The Terminal Oxidase Cytochrome bd Promotes Sulfide-resistant Bacterial Respiration and Growth

Hydrogen sulfide (H2S) impairs mitochondrial respiration by potently inhibiting the heme-copper cytochrome c oxidase. Since many prokaryotes, including Escherichia (E.) coli, generate H2S and encounter high H2S levels particularly in the human gut, herein we tested whether bacteria can sustain sulfide-resistant O-2-dependent respiration. E. coli has three respiratory oxidases, the cyanide-sensitive heme-copper bo(3) enzyme and two bd oxidases much less sensitive to cyanide.
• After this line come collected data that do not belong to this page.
//! Delivery engine
//!
//! On send, the single recipient of a two-party conversation is classified as
//! actively viewing, online, or offline, and receipts, unread counters,
//! pushes and notifications follow from that classification. Receipt state
//! only ever moves forward: pending -> delivered -> read.

use std::collections::BTreeMap;
use std::sync::Arc;

use chrono::{Duration, Utc};

use crate::config::DeliveryConfig;
use crate::error::{AppError, Result};
use crate::models::*;
use crate::notify::Notifier;
use crate::presence::PresenceRegistry;
use crate::rooms::RoomMembership;
use crate::store::Store;

#[derive(Debug, Clone, Copy, PartialEq)]
enum RecipientState {
    /// A live connection is joined to the conversation's room
    Viewing,
    /// Connected somewhere, but not looking at this conversation
    Online,
    Offline,
}

pub struct DeliveryEngine {
    store: Arc<Store>,
    presence: Arc<PresenceRegistry>,
    rooms: Arc<RoomMembership>,
    notifier: Arc<Notifier>,
    sweep_lookback: Duration,
    sweep_batch: u32,
}

impl DeliveryEngine {
    pub fn new(
        store: Arc<Store>,
        presence: Arc<PresenceRegistry>,
        rooms: Arc<RoomMembership>,
        notifier: Arc<Notifier>,
        config: &DeliveryConfig,
    ) -> Self {
        Self {
            store,
            presence,
            rooms,
            notifier,
            sweep_lookback: Duration::hours(config.sweep_lookback_hours as i64),
            sweep_batch: config.sweep_batch_size,
        }
    }

    fn classify(&self, user_id: &str, conversation_id: &str) -> RecipientState {
        let connections = self.presence.connection_ids(user_id);
        if connections.is_empty() {
            RecipientState::Offline
        } else if connections.iter().any(|c| self.rooms.is_member(c, conversation_id)) {
            RecipientState::Viewing
        } else {
            RecipientState::Online
        }
    }

    /// Persist a new text message and apply the recipient's classification.
    /// The message exists before any receipt is computed against it; a
    /// connection opening or closing between classification and persistence
    /// is tolerated and self-corrects via the reconciliation sweep.
    pub async fn send_message(
        &self,
        conversation: &Conversation,
        sender_id: &str,
        body: &str,
        attachments: &[Attachment],
    ) -> Result<Message> {
        if body.trim().is_empty() && attachments.is_empty() {
            return Err(AppError::EmptyMessage);
        }

        let recipient = conversation.other_participant(sender_id).to_string();
        let conversation_id = conversation.conversation_id.as_str();
        let state = self.classify(&recipient, conversation_id);

        let (delivered_to, read_by) = match state {
            RecipientState::Viewing => (vec![recipient.clone()], vec![recipient.clone()]),
            RecipientState::Online => (vec![recipient.clone()], Vec::new()),
            RecipientState::Offline => (Vec::new(), Vec::new()),
        };

        let message = self
            .store
            .create_message(
                conversation_id,
                sender_id,
                body,
                attachments,
                MessageKind::Text,
                None,
                &delivered_to,
                &read_by,
            )
            .await?;

        match state {
            RecipientState::Viewing => {
                self.store.reset_unread(conversation_id, &recipient).await?;
                self.presence
                    .send_to_user(&recipient, &ServerEvent::NewMessage(message.clone()));
                self.presence.send_to_user(
                    sender_id,
                    &ServerEvent::MessageRead {
                        conversation_id: conversation_id.to_string(),
                        reader_id: recipient.clone(),
                    },
                );
            }
            RecipientState::Online => {
                self.store.increment_unread(conversation_id, &recipient).await?;
                self.presence
                    .send_to_user(&recipient, &ServerEvent::NewMessage(message.clone()));
                self.presence.send_to_user(
                    sender_id,
                    &ServerEvent::MessageDelivered {
                        conversation_id: conversation_id.to_string(),
                        message_ids: vec![message.message_id.clone()],
                        user_id: recipient.clone(),
                    },
                );
                self.notify_new_message(&recipient, sender_id, &message).await;
            }
            RecipientState::Offline => {
                self.store.increment_unread(conversation_id, &recipient).await?;
                self.notify_new_message(&recipient, sender_id, &message).await;
            }
        }

        self.store
            .touch_last_message(conversation_id, &message.message_id, message.created_at)
            .await?;
        self.broadcast_conversation_updated(conversation);

        Ok(message)
    }

    async fn notify_new_message(&self, recipient: &str, sender_id: &str, message: &Message) {
        let preview = if message.body.is_empty() {
            "sent you an attachment".to_string()
        } else {
            format!("sent you a message: {}", truncate(&message.body, 80))
        };
        let link = format!("/messages/{}", message.conversation_id);

        self.notifier
            .notify(recipient, sender_id, "message", &preview, Some(&link))
            .await;
    }

    /// Reconciliation sweep, run on every new connection: mark pending
    /// undelivered messages as delivered and tell the original senders, in
    /// batches grouped by (sender, conversation). Bounded by the lookback
    /// window and batch size so an old account cannot trigger an unbounded
    /// backfill.
    pub async fn reconcile_on_connect(&self, user_id: &str) {
        let since = Utc::now() - self.sweep_lookback;
        let pending = match self.store.undelivered_for(user_id, since, self.sweep_batch).await {
            Ok(pending) => pending,
            Err(e) => {
                tracing::warn!("Reconciliation sweep failed for {}: {}", user_id, e);
                return;
            }
        };

        if pending.is_empty() {
            return;
        }

        let ids: Vec<String> = pending.iter().map(|m| m.message_id.clone()).collect();
        if let Err(e) = self.store.mark_delivered(&ids, user_id).await {
            tracing::warn!("Failed to mark {} messages delivered for {}: {}", ids.len(), user_id, e);
            return;
        }

        let mut groups: BTreeMap<(String, String), Vec<String>> = BTreeMap::new();
        for message in &pending {
            groups
                .entry((message.sender_id.clone(), message.conversation_id.clone()))
                .or_default()
                .push(message.message_id.clone());
        }

        for ((sender_id, conversation_id), message_ids) in groups {
            self.presence.send_to_user(
                &sender_id,
                &ServerEvent::MessageDelivered {
                    conversation_id,
                    message_ids,
                    user_id: user_id.to_string(),
                },
            );
        }

        tracing::debug!("Reconciled {} undelivered messages for {}", ids.len(), user_id);
    }

    /// Mark every message from the other participant as read and zero the
    /// reader's unread counter.
    pub async fn mark_read(&self, conversation: &Conversation, user_id: &str) -> Result<()> {
        let conversation_id = conversation.conversation_id.as_str();

        self.store.mark_conversation_read(conversation_id, user_id).await?;
        self.store.reset_unread(conversation_id, user_id).await?;

        let other = conversation.other_participant(user_id);
        self.presence.send_to_user(
            other,
            &ServerEvent::MessageRead {
                conversation_id: conversation_id.to_string(),
                reader_id: user_id.to_string(),
            },
        );
        self.broadcast_conversation_updated(conversation);

        Ok(())
    }

    /// Clear-for-me: moves the caller's visibility floor to now and zeroes
    /// their unread counter. The other participant's view and the message
    /// rows are untouched.
    pub async fn clear_conversation(&self, conversation: &Conversation, user_id: &str) -> Result<()> {
        let conversation_id = conversation.conversation_id.as_str();

        self.store.set_cleared_at(conversation_id, user_id, Utc::now()).await?;
        self.store.reset_unread(conversation_id, user_id).await?;

        Ok(())
    }

    pub fn broadcast_conversation_updated(&self, conversation: &Conversation) {
        let event = ServerEvent::ConversationUpdated {
            conversation_id: conversation.conversation_id.clone(),
        };
        self.presence.send_to_user(&conversation.participant_a, &event);
        self.presence.send_to_user(&conversation.participant_b, &event);
    }
}

fn truncate(s: &str, max_chars: usize) -> &str {
    match s.char_indices().nth(max_chars) {
        Some((idx, _)) => &s[..idx],
        None => s,
    }
}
Working on the isolated enzymes, we found that, whereas the bo(3) oxidase is inhibited by sulfide with half-maximal inhibitory concentration IC50 = 1.1 +/- 0.1 mu M, under identical experimental conditions both bd oxidases are insensitive to sulfide up to 58 mu M. In E. coli respiratory mutants, both O-2-consumption and aerobic growth proved to be severely impaired by sulfide when respiration was sustained by the bo3 oxidase alone, but unaffected by <= 200 mu M sulfide when either bd enzyme acted as the only terminal oxidase. Accordingly, wild-type E. coli showed sulfide-insensitive respiration and growth under conditions favouring the expression of bd oxidases. In all tested conditions, cyanide mimicked the functional effect of sulfide on bacterial respiration. We conclude that bd oxidases promote sulfide-resistant O-2-consumption and growth in E. coli and possibly other bacteria. The impact of this discovery is discussed.